Pushing to end lockdown restrictions any time soon is not the “common sense view” of most mainstream Tory MPs outside of the CRG, the MP added. They said that schools would have to reopen sooner than other parts of society, especially as the arguments around food poverty and obstacles to digital connectivity continue to grow.

"As we approach school holidays, that’s when issues like school meals comes round again, and then the existing issue of digital access, and that's when you start to think that these things can only be answered by schools reopening," they said.

Despite initial resistance to closing schools at the start of this term, leading to many children returning after Christmas for a single day, Boris Johnson today struck a more cautious tone. “Schools are obviously a priority but I don't think anybody would want to see the restrictions lifted so quickly while the rate of infection is still very high, so as to lead to another great spread of infection," he said. 

Schools were initially due to reopen after the February half-term but with the NHS still buckling under a surge in hospital admissions, it is now expected they could be closed until at least March

Halfon said it should be possible to get some children back into school before Easter.

Chair of the CRG, Mark Harper, this morning said school reopening was the first step towards returning to normal and jumpstarting the economy. 

“All we’re asking for at this point is for the government to set out that sort of plan, based on milestones, based on evidence, so that school leaders, parents, children, have some hope and know what to expect,” he told the BBC's Radio 4 Today programme.

Harper said when the top four groups are vaccinated, and a lag time of three weeks is added, there could be a 90 percent reduction in Covid deaths, and there will be a 55 percent reduction in hospitalisations, which might provide the chance to start easing restrictions and look at schools going back.

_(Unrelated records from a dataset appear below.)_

//! services/api/src/web/rest.rs
//!
//! Shared pieces of the REST API: the OpenAPI master definition, the error
//! body returned by every handler, and the welcome route.

use crate::web::{materials, messages, profiles, subjects};
use axum::{http::StatusCode, response::Json};
use brainbytes_core::ports::StoreError;
use brainbytes_core::Subject;
use serde::Serialize;
use tracing::error;
use utoipa::{OpenApi, ToSchema};

//=========================================================================================
// OpenAPI Master Definition
//=========================================================================================

#[derive(OpenApi)]
#[openapi(
    paths(
        welcome_handler,
        messages::list_messages_handler,
        messages::create_message_handler,
        messages::delete_subject_messages_handler,
        messages::message_summary_handler,
        subjects::list_subjects_handler,
        subjects::detect_subject_handler,
        profiles::create_profile_handler,
        profiles::list_profiles_handler,
        profiles::get_profile_handler,
        profiles::update_profile_handler,
        profiles::delete_profile_handler,
        materials::create_material_handler,
        materials::list_materials_handler,
    ),
    components(
        schemas(
            ErrorBody,
            WelcomeResponse,
            messages::MessageResponse,
            messages::CreateMessageRequest,
            messages::CreateMessageResponse,
            messages::DeleteMessagesResponse,
            messages::SubjectSummaryResponse,
            subjects::DetectSubjectResponse,
            profiles::ProfileRequest,
            profiles::ProfileResponse,
            materials::MaterialRequest,
            materials::MaterialResponse,
        )
    ),
    tags(
        (name = "BrainBytes API", description = "Subject-aware tutoring chat, profiles and learning materials.")
    )
)]
pub struct ApiDoc;

//=========================================================================================
// Error Responses
//=========================================================================================

/// The JSON body of every error response.
#[derive(Serialize, ToSchema, Debug)]
pub struct ErrorBody {
    pub error: String,
}

pub type HandlerError = (StatusCode, Json<ErrorBody>);

pub fn bad_request(message: impl Into<String>) -> HandlerError {
    (
        StatusCode::BAD_REQUEST,
        Json(ErrorBody {
            error: message.into(),
        }),
    )
}

/// Maps a store failure onto an HTTP status. Unexpected failures are logged
/// and reported with `context` only.
pub fn store_failure(context: &str, e: StoreError) -> HandlerError {
    let (status, message) = match e {
        StoreError::NotFound(msg) => (StatusCode::NOT_FOUND, msg),
        StoreError::Conflict(msg) => (StatusCode::CONFLICT, msg),
        StoreError::Unexpected(detail) => {
            error!("{}: {}", context, detail);
            (StatusCode::INTERNAL_SERVER_ERROR, context.to_string())
        }
    };
    (status, Json(ErrorBody { error: message }))
}

/// Parses an optional subject filter; unknown names are rejected.
pub fn subject_filter(raw: Option<&str>) -> Result<Option<Subject>, HandlerError> {
    match raw.map(str::trim).filter(|s| !s.is_empty()) {
        None => Ok(None),
        Some(name) => Subject::parse(name)
            .map(Some)
            .ok_or_else(|| bad_request(format!("Unknown subject '{}'", name))),
    }
}

/// Returns the trimmed value, or a 400 naming `field` when it is absent or blank.
pub fn required<'a>(value: Option<&'a str>, field: &str) -> Result<&'a str, HandlerError> {
    value
        .map(str::trim)
        .filter(|v| !v.is_empty())
        .ok_or_else(|| bad_request(format!("{} is required", field)))
}

//=========================================================================================
// Welcome Route
//=========================================================================================

#[derive(Serialize, ToSchema)]
pub struct WelcomeResponse {
    message: String,
}

/// Service banner.
#[utoipa::path(
    get,
    path = "/",
    responses((status = 200, description = "Service banner", body = WelcomeResponse))
)]
pub async fn welcome_handler() -> Json<WelcomeResponse> {
    Json(WelcomeResponse {
        message: "Welcome to the BrainBytes API".to_string(),
    })
}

His figure on hospitalisations was sourced from a doctor’s analysis of intensive care admissions, BMJ and Covid-19 Actuary’s Response Group data.

Downing Street has previously said data from the Pfizer vaccine showed that it was 89 percent effective in protection against Covid between 15 and 21 days after the first dose.

Claire Milne, Acting Editor of Full Fact, said: “As coronavirus vaccines continue to be rolled out, there is much we simply don’t know yet. We don't know how many people will accept the vaccine, and we also don't know how these vaccines will affect transmission yet.”